MATERIAL FOR THE TASK
>>
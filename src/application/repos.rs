//! Repository traits describing persistence adapters.

use async_trait::async_trait;
use thiserror::Error;
use uuid::Uuid;

use crate::domain::author::AuthorIdentity;
use crate::domain::posts::{PostDraft, PostRecord};

#[derive(Debug, Error)]
pub enum RepoError {
    #[error("persistence error: {0}")]
    Persistence(String),
    #[error("resource not found")]
    NotFound,
    #[error("invalid input: {message}")]
    InvalidInput { message: String },
    #[error("database timeout")]
    Timeout,
}

impl RepoError {
    pub fn from_persistence(err: impl std::fmt::Display) -> Self {
        Self::Persistence(err.to_string())
    }
}

#[derive(Debug, Clone)]
pub struct RenameAuthorParams {
    pub old_author: String,
    pub new_author: String,
}

#[async_trait]
pub trait PostsRepo: Send + Sync {
    /// All posts, newest first.
    async fn list_posts(&self) -> Result<Vec<PostRecord>, RepoError>;

    async fn find_by_id(&self, id: Uuid) -> Result<Option<PostRecord>, RepoError>;
}

#[async_trait]
pub trait PostsWriteRepo: Send + Sync {
    async fn create_post(&self, draft: PostDraft) -> Result<PostRecord, RepoError>;

    /// Rewrite `author` on every post whose author equals `old_author` exactly.
    /// Implementations must apply the change atomically and return the number of rows touched.
    async fn rename_author(&self, params: RenameAuthorParams) -> Result<u64, RepoError>;

    async fn delete_all_posts(&self) -> Result<u64, RepoError>;
}

#[async_trait]
pub trait HealthCheck: Send + Sync {
    async fn health_check(&self) -> Result<(), RepoError>;
}

#[derive(Debug, Error)]
pub enum StorageError {
    #[error("identity storage is unavailable: {0}")]
    Unavailable(String),
    #[error("identity record could not be encoded: {0}")]
    Encode(String),
}

/// Durable, device-local storage for the author identity.
#[async_trait]
pub trait IdentityStorage: Send + Sync {
    /// Load the record stored under `key`; `Ok(None)` means nothing was stored yet.
    async fn load(&self, key: &str) -> Result<Option<AuthorIdentity>, StorageError>;

    async fn save(&self, key: &str, identity: &AuthorIdentity) -> Result<(), StorageError>;
}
<<
TASK TO COMPLETE
Look through the entries above and copy each line that has "crate" in it.

TASK RESULT
use crate::domain::author::AuthorIdentity;
use crate::domain::posts::{PostDraft, PostRecord};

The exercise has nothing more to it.